It is a question which organisations continue to ponder: what is the right balance between innovation and security? A new report from CompTIA argues that companies are working to balance both sides of the coin – but with issues along the way.
The report, ‘Cybersecurity for Digital Operations’ which is based on a survey of 500 US businesses, found almost half (45%) of organisations polled were ‘completely satisfied’ with their current cybersecurity readiness. While this is a number which evidently needs to go up, only one in five (21%) said the same when surveyed back in 2017.

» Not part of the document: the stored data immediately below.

//! Segment-based route table for Bulwark.
//!
//! The route table maps path patterns to handler ids per HTTP method. It is
//! the in-process routing-introspection source used by request matchers that
//! want to match the way the host framework actually routes requests.
//!
//! # Pattern Syntax
//!
//! - `users` - a static segment
//! - `{id}` - a named parameter matching exactly one segment
//! - `*path` - a trailing catch-all matching one or more segments
//!
//! Empty segments are ignored, so `/users/` and `//users` match `/users`.
//!
//! # Example
//!
//! ```rust
//! use bulwark_router::{MethodRouter, Router};
//! use http::Method;
//!
//! let mut router = Router::new();
//! router.insert("/users", MethodRouter::new().get("listUsers").post("createUser")).unwrap();
//! router.insert("/users/{id}", MethodRouter::new().get("getUser")).unwrap();
//! router.insert("/files/*path", MethodRouter::new().any("serveFile")).unwrap();
//!
//! let route_match = router.match_route(&Method::GET, "/users/123").unwrap();
//! assert_eq!(route_match.handler, "getUser");
//! assert_eq!(route_match.pattern, "/users/{id}");
//! assert_eq!(route_match.params.get("id"), Some("123"));
//! ```
//!
//! # Architecture
//!
//! ```text
//!                    (root)
//!                      │
//!              ┌───────┴───────┐
//!              │               │
//!            "users"        "files"
//!              │               │
//!        ┌─────┴─────┐        "*path"
//!        │           │
//!       (leaf)    "{id}"
//!   [GET,POST]      │
//!                 (leaf)
//!                 [GET]
//! ```

#![doc(html_root_url = "https://docs.rs/bulwark-router/0.1.0")]
#![warn(missing_docs)]
#![forbid(unsafe_code)]

mod error;
mod method_router;
mod node;
mod params;
mod router;

pub use error::RouteError;
pub use method_router::MethodRouter;
pub use node::{Node, SegmentKind};
pub use params::Params;
pub use router::Router;

/// A matched route with its handler id, pattern and extracted parameters.
#[derive(Debug, Clone, PartialEq, Eq)]
pub struct RouteMatch<'a> {
    /// The handler id registered for the method.
    pub handler: &'a str,
    /// The pattern the route was registered with.
    pub pattern: &'a str,
    /// Extracted path parameters.
    pub params: Params,
}

impl<'a> RouteMatch<'a> {
    /// Creates a new route match.
    #[must_use]
    pub fn new(handler: &'a str, pattern: &'a str, params: Params) -> Self {
        Self {
            handler,
            pattern,
            params,
        }
    }
}

#[cfg(test)]
mod tests {
    use super::*;

    #[test]
    fn test_route_match_new() {
        let mut params = Params::new();
        params.push("id", "7");
        let route_match = RouteMatch::new("getUser", "/users/{id}", params);
        assert_eq!(route_match.handler, "getUser");
        assert_eq!(route_match.pattern, "/users/{id}");
        assert_eq!(route_match.params.get("id"), Some("7"));
    }
}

There remains something of a disconnect between the line of business and IT – a particularly long-held refrain – for cybersecurity. For instance, 91% of execs and business staff said there was a strong understanding of cybersecurity. IT folks pegged this at 78%. Similarly, while 61% of business staff said their organisation’s security initiatives were entirely satisfactory, only a third (35%) in IT believed so.

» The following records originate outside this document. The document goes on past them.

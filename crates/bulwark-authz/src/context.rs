//! Evaluation contexts handed to the predicate engine.

use crate::enricher::VARIABLES_KEY;
use bulwark_core::{Invocation, RequestParts};
use bulwark_matcher::Params;
use serde_json::{Map, Value};

/// Named values a predicate is evaluated against.
///
/// The context serializes to a JSON object. Request facts live under
/// `request`; enrichers add their own top-level keys.
#[derive(Debug, Clone, Default, PartialEq)]
pub struct EvaluationContext {
    values: Map<String, Value>,
}

impl EvaluationContext {
    /// Creates an empty context.
    pub fn new() -> Self {
        Self::default()
    }

    /// Creates a context holding the request facts of `request`.
    ///
    /// `request.attributes` is empty since [`RequestParts`] cannot enumerate
    /// attributes; use [`for_invocation`](Self::for_invocation) to include
    /// them.
    pub fn for_request(request: &dyn RequestParts) -> Self {
        let mut context = Self::new();
        context.set("request", request_facts(request, Map::new()));
        context
    }

    /// Creates a context from an invocation, including live request
    /// attributes.
    pub fn for_invocation(invocation: &Invocation<'_>) -> Self {
        let attributes: Map<String, Value> = invocation
            .live_request()
            .map(|request| {
                request
                    .attributes()
                    .iter()
                    .map(|(name, value)| (name.clone(), value.clone()))
                    .collect()
            })
            .unwrap_or_default();

        let mut context = Self::new();
        context.set("request", request_facts(invocation.request(), attributes));
        context
    }

    /// Sets a value, returning the previous one.
    pub fn set(&mut self, name: impl Into<String>, value: impl Into<Value>) -> Option<Value> {
        self.values.insert(name.into(), value.into())
    }

    /// Sets a value and returns the context.
    #[must_use]
    pub fn with(mut self, name: impl Into<String>, value: impl Into<Value>) -> Self {
        self.set(name, value);
        self
    }

    /// Merges captured path variables into the object under
    /// [`VARIABLES_KEY`]. A new binding replaces an entry of the same name.
    pub fn bind_variables(&mut self, variables: &Params) {
        let mut bound = match self.values.get(VARIABLES_KEY) {
            Some(Value::Object(existing)) => existing.clone(),
            _ => Map::new(),
        };
        for (name, value) in variables {
            bound.insert(name.to_string(), Value::String(value.to_string()));
        }
        self.set(VARIABLES_KEY, Value::Object(bound));
    }

    /// Returns a value.
    pub fn get(&self, name: &str) -> Option<&Value> {
        self.values.get(name)
    }

    /// Returns a mutable value.
    pub fn get_mut(&mut self, name: &str) -> Option<&mut Value> {
        self.values.get_mut(name)
    }

    /// Returns true if `name` is set.
    pub fn contains(&self, name: &str) -> bool {
        self.values.contains_key(name)
    }

    /// Returns the number of top-level values.
    pub fn len(&self) -> usize {
        self.values.len()
    }

    /// Returns true if no values are set.
    pub fn is_empty(&self) -> bool {
        self.values.is_empty()
    }

    /// Returns the context as a JSON object.
    pub fn to_value(&self) -> Value {
        Value::Object(self.values.clone())
    }

    /// Converts the context into a JSON object.
    pub fn into_value(self) -> Value {
        Value::Object(self.values)
    }
}

fn request_facts(request: &dyn RequestParts, attributes: Map<String, Value>) -> Value {
    let mut facts = Map::new();
    facts.insert("method".into(), request.method().as_str().into());
    facts.insert("uri".into(), request.request_uri().into());
    facts.insert("context_path".into(), request.context_path().into());
    facts.insert("servlet_path".into(), request.servlet_path().into());
    facts.insert("path_info".into(), request.path_info().into());
    facts.insert("query".into(), request.query_string().into());
    facts.insert("attributes".into(), Value::Object(attributes));
    Value::Object(facts)
}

While the business can only see above the surface of the water to see the duck moving serenely, the IT department, paddling furiously underneath, knows better. Part of this, CompTIA notes, can be remedied by continuing to understand the wide-ranging focus of cyber.

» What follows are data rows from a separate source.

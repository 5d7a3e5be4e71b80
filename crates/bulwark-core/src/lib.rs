//! # Bulwark Core
//!
//! Core types and traits for the Bulwark security filter chain.
//!
//! This crate provides the foundational types used throughout Bulwark:
//!
//! - [`Stage`] / [`StageKind`] - A unit of request processing and the canonical stage order
//! - [`Invocation`] / [`Chain`] - Per-request context handed to each stage (live or synthetic)
//! - [`RequestParts`] - The request surface read by matchers
//! - [`LiveRequest`] / [`SyntheticRequest`] - Real and in-memory request representations
//! - [`UrlPathHelper`] - Lookup-path normalization
//! - [`BulwarkError`] - Standard error type

#![doc(html_root_url = "https://docs.rs/bulwark-core/0.1.0")]
#![warn(missing_docs)]
#![forbid(unsafe_code)]

mod error;
mod invocation;
mod request;
mod stage;
pub mod types;
pub mod url;

pub use error::{BulwarkError, BulwarkResult};
pub use invocation::{Chain, Invocation, Terminal};
pub use request::{
    default_port, LiveRequest, RequestParts, SyntheticRequest, DEFAULT_CONTEXT_PATH,
    SYNTHETIC_CHARACTER_ENCODING,
};
pub use stage::{BoxFuture, Stage, StageKind, ORDER_STEP};
pub use types::{Request, Response, ResponseExt};
pub use url::UrlPathHelper;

“Businesses are starting to recognise that they need to treat cybersecurity as something that crosses organisational boundaries and isn’t confined to the IT department,” said Seth Robinson, CompTIA senior director for technology analysis. “Cybersecurity is a moving target that requires ongoing vigilance and flexible responses throughout the organisation.”
Almost two in five (39%) companies said they were making a ‘heavy’ use of metrics to evaluate their cybersecurity performance, significantly up from 21% this time last year. Smaller companies are the most likely to invest, the report added – most likely with the help of third-party firms.
Robinson added that with the rise of emerging technology usage, organisations needed more than ever to get things right. “Companies are experimenting with and implementing new technologies, from the Internet of Things and blockchain to augmented reality and artificial intelligence,” said Robinson. “Each of these innovations and others have the promise of new possibilities, but they also create new and unique security complications.”